*** Opening of DATASET RECORDS ***
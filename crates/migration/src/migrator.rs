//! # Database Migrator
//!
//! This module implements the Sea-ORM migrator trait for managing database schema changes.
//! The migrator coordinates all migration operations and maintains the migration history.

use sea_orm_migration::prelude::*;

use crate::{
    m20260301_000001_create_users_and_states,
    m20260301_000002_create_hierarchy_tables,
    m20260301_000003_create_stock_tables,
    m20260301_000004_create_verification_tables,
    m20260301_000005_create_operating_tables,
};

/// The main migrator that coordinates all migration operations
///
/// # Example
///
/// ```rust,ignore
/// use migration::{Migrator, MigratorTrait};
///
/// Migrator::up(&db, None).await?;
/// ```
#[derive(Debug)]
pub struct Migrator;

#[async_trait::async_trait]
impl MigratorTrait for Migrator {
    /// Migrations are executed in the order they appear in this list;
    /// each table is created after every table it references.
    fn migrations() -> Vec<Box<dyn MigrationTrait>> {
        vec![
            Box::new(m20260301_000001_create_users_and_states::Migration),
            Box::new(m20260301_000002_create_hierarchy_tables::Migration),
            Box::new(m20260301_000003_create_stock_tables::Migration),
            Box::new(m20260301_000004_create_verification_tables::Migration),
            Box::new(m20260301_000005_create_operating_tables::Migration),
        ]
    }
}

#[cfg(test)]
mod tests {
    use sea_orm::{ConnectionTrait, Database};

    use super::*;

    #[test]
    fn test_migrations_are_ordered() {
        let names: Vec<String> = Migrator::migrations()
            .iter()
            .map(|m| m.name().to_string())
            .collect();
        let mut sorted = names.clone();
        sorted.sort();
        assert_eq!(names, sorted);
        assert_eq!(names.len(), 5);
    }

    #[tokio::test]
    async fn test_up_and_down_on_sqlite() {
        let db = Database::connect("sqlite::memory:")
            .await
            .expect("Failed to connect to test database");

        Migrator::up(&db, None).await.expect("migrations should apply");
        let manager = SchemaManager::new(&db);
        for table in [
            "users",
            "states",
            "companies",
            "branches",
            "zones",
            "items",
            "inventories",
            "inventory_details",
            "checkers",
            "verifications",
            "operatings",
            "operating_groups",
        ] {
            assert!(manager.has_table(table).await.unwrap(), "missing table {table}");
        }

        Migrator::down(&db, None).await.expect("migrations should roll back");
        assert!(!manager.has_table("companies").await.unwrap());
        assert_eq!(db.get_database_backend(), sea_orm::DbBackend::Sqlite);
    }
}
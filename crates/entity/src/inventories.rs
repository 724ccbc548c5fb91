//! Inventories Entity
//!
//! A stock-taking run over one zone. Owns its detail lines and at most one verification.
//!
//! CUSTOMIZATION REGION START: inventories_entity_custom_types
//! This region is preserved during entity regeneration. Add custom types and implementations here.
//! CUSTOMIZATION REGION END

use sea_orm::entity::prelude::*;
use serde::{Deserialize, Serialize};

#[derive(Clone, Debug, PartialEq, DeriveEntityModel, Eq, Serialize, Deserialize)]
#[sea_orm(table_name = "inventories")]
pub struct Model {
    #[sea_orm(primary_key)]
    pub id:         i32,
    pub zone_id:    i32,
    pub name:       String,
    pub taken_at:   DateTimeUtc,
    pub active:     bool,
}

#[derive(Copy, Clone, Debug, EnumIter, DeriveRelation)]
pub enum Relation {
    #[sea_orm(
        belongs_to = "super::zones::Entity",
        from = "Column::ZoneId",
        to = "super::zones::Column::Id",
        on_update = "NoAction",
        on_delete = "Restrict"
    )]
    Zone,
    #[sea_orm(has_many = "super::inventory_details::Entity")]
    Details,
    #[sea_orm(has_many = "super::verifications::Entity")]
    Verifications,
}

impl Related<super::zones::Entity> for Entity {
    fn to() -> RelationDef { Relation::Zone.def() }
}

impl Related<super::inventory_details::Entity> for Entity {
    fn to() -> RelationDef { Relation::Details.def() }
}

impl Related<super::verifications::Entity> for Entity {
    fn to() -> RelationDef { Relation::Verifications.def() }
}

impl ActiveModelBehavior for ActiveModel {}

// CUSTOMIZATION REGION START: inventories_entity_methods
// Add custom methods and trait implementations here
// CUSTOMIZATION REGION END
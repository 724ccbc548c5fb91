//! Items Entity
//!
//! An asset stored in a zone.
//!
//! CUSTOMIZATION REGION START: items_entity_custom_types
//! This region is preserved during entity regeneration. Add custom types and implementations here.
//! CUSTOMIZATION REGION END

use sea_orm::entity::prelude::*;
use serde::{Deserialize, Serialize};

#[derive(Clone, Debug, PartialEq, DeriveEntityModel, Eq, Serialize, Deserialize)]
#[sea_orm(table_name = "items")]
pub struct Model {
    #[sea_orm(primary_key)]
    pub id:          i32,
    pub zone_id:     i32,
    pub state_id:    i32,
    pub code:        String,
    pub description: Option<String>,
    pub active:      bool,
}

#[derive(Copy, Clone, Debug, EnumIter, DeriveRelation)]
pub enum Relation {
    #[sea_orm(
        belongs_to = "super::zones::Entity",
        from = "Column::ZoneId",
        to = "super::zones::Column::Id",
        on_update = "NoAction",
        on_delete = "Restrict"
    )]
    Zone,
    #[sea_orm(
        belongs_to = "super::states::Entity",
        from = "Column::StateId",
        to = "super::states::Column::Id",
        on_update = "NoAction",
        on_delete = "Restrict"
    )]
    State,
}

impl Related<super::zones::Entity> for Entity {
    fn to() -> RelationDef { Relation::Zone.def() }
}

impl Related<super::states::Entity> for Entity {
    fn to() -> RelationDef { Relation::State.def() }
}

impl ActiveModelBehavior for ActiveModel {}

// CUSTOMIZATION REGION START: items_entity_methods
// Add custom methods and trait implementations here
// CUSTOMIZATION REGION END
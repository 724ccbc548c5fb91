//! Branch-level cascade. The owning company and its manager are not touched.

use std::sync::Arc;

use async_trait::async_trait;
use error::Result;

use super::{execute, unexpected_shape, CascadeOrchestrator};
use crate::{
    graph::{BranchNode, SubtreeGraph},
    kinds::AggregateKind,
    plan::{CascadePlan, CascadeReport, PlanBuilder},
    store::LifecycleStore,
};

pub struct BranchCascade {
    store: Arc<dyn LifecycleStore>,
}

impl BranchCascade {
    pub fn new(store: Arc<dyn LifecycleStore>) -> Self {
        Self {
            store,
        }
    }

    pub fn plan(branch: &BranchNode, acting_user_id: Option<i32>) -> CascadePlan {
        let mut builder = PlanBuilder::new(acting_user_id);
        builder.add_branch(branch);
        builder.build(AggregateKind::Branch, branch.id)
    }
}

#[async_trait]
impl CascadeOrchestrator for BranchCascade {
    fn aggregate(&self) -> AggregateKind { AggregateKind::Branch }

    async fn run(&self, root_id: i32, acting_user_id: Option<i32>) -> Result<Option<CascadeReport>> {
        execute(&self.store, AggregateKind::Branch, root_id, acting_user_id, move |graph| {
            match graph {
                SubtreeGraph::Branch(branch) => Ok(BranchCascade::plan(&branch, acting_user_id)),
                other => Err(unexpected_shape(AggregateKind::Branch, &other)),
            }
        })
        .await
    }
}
*** Close of DATASET RECORDS ***
TASK —
Copy out the material in its entirety. Keep it exact.

TASK SOLUTION —
filename crates/migration/src/migrator.rs
//! # Database Migrator
//!
//! This module implements the Sea-ORM migrator trait for managing database schema changes.
//! The migrator coordinates all migration operations and maintains the migration history.

use sea_orm_migration::prelude::*;

use crate::{
    m20260301_000001_create_users_and_states,
    m20260301_000002_create_hierarchy_tables,
    m20260301_000003_create_stock_tables,
    m20260301_000004_create_verification_tables,
    m20260301_000005_create_operating_tables,
};

/// The main migrator that coordinates all migration operations
///
/// # Example
///
/// ```rust,ignore
/// use migration::{Migrator, MigratorTrait};
///
/// Migrator::up(&db, None).await?;
/// ```
#[derive(Debug)]
pub struct Migrator;

#[async_trait::async_trait]
impl MigratorTrait for Migrator {
    /// Migrations are executed in the order they appear in this list;
    /// each table is created after every table it references.
    fn migrations() -> Vec<Box<dyn MigrationTrait>> {
        vec![
            Box::new(m20260301_000001_create_users_and_states::Migration),
            Box::new(m20260301_000002_create_hierarchy_tables::Migration),
            Box::new(m20260301_000003_create_stock_tables::Migration),
            Box::new(m20260301_000004_create_verification_tables::Migration),
            Box::new(m20260301_000005_create_operating_tables::Migration),
        ]
    }
}

#[cfg(test)]
mod tests {
    use sea_orm::{ConnectionTrait, Database};

    use super::*;

    #[test]
    fn test_migrations_are_ordered() {
        let names: Vec<String> = Migrator::migrations()
            .iter()
            .map(|m| m.name().to_string())
            .collect();
        let mut sorted = names.clone();
        sorted.sort();
        assert_eq!(names, sorted);
        assert_eq!(names.len(), 5);
    }

    #[tokio::test]
    async fn test_up_and_down_on_sqlite() {
        let db = Database::connect("sqlite::memory:")
            .await
            .expect("Failed to connect to test database");

        Migrator::up(&db, None).await.expect("migrations should apply");
        let manager = SchemaManager::new(&db);
        for table in [
            "users",
            "states",
            "companies",
            "branches",
            "zones",
            "items",
            "inventories",
            "inventory_details",
            "checkers",
            "verifications",
            "operatings",
            "operating_groups",
        ] {
            assert!(manager.has_table(table).await.unwrap(), "missing table {table}");
        }

        Migrator::down(&db, None).await.expect("migrations should roll back");
        assert!(!manager.has_table("companies").await.unwrap());
        assert_eq!(db.get_database_backend(), sea_orm::DbBackend::Sqlite);
    }
}
filename crates/entity/src/inventories.rs
repository 724ccbc548c5fb91
//! Inventories Entity
//!
//! A stock-taking run over one zone. Owns its detail lines and at most one verification.
//!
//! CUSTOMIZATION REGION START: inventories_entity_custom_types
//! This region is preserved during entity regeneration. Add custom types and implementations here.
//! CUSTOMIZATION REGION END

use sea_orm::entity::prelude::*;
use serde::{Deserialize, Serialize};

#[derive(Clone, Debug, PartialEq, DeriveEntityModel, Eq, Serialize, Deserialize)]
#[sea_orm(table_name = "inventories")]
pub struct Model {
    #[sea_orm(primary_key)]
    pub id:         i32,
    pub zone_id:    i32,
    pub name:       String,
    pub taken_at:   DateTimeUtc,
    pub active:     bool,
}

#[derive(Copy, Clone, Debug, EnumIter, DeriveRelation)]
pub enum Relation {
    #[sea_orm(
        belongs_to = "super::zones::Entity",
        from = "Column::ZoneId",
        to = "super::zones::Column::Id",
        on_update = "NoAction",
        on_delete = "Restrict"
    )]
    Zone,
    #[sea_orm(has_many = "super::inventory_details::Entity")]
    Details,
    #[sea_orm(has_many = "super::verifications::Entity")]
    Verifications,
}

impl Related<super::zones::Entity> for Entity {
    fn to() -> RelationDef { Relation::Zone.def() }
}

impl Related<super::inventory_details::Entity> for Entity {
    fn to() -> RelationDef { Relation::Details.def() }
}

impl Related<super::verifications::Entity> for Entity {
    fn to() -> RelationDef { Relation::Verifications.def() }
}

impl ActiveModelBehavior for ActiveModel {}

// CUSTOMIZATION REGION START: inventories_entity_methods
// Add custom methods and trait implementations here
// CUSTOMIZATION REGION END
repository 724ccbc548c5fb91
//! Items Entity
//!
//! An asset stored in a zone.
//!
//! CUSTOMIZATION REGION START: items_entity_custom_types
//! This region is preserved during entity regeneration. Add custom types and implementations here.
//! CUSTOMIZATION REGION END

use sea_orm::entity::prelude::*;
use serde::{Deserialize, Serialize};

#[derive(Clone, Debug, PartialEq, DeriveEntityModel, Eq, Serialize, Deserialize)]
#[sea_orm(table_name = "items")]
pub struct Model {
    #[sea_orm(primary_key)]
    pub id:          i32,
    pub zone_id:     i32,
    pub state_id:    i32,
    pub code:        String,
    pub description: Option<String>,
    pub active:      bool,
}

#[derive(Copy, Clone, Debug, EnumIter, DeriveRelation)]
pub enum Relation {
    #[sea_orm(
        belongs_to = "super::zones::Entity",
        from = "Column::ZoneId",
        to = "super::zones::Column::Id",
        on_update = "NoAction",
        on_delete = "Restrict"
    )]
    Zone,
    #[sea_orm(
        belongs_to = "super::states::Entity",
        from = "Column::StateId",
        to = "super::states::Column::Id",
        on_update = "NoAction",
        on_delete = "Restrict"
    )]
    State,
}

impl Related<super::zones::Entity> for Entity {
    fn to() -> RelationDef { Relation::Zone.def() }
}

impl Related<super::states::Entity> for Entity {
    fn to() -> RelationDef { Relation::State.def() }
}

impl ActiveModelBehavior for ActiveModel {}

// CUSTOMIZATION REGION START: items_entity_methods
// Add custom methods and trait implementations here
// CUSTOMIZATION REGION END
repository 724ccbc548c5fb91
//! Branch-level cascade. The owning company and its manager are not touched.

use std::sync::Arc;

use async_trait::async_trait;
use error::Result;

use super::{execute, unexpected_shape, CascadeOrchestrator};
use crate::{
    graph::{BranchNode, SubtreeGraph},
    kinds::AggregateKind,
    plan::{CascadePlan, CascadeReport, PlanBuilder},
    store::LifecycleStore,
};

pub struct BranchCascade {
    store: Arc<dyn LifecycleStore>,
}

impl BranchCascade {
    pub fn new(store: Arc<dyn LifecycleStore>) -> Self {
        Self {
            store,
        }
    }

    pub fn plan(branch: &BranchNode, acting_user_id: Option<i32>) -> CascadePlan {
        let mut builder = PlanBuilder::new(acting_user_id);
        builder.add_branch(branch);
        builder.build(AggregateKind::Branch, branch.id)
    }
}

#[async_trait]
impl CascadeOrchestrator for BranchCascade {
    fn aggregate(&self) -> AggregateKind { AggregateKind::Branch }

    async fn run(&self, root_id: i32, acting_user_id: Option<i32>) -> Result<Option<CascadeReport>> {
        execute(&self.store, AggregateKind::Branch, root_id, acting_user_id, move |graph| {
            match graph {
                SubtreeGraph::Branch(branch) => Ok(BranchCascade::plan(&branch, acting_user_id)),
                other => Err(unexpected_shape(AggregateKind::Branch, &other)),
            }
        })
        .await
    }
}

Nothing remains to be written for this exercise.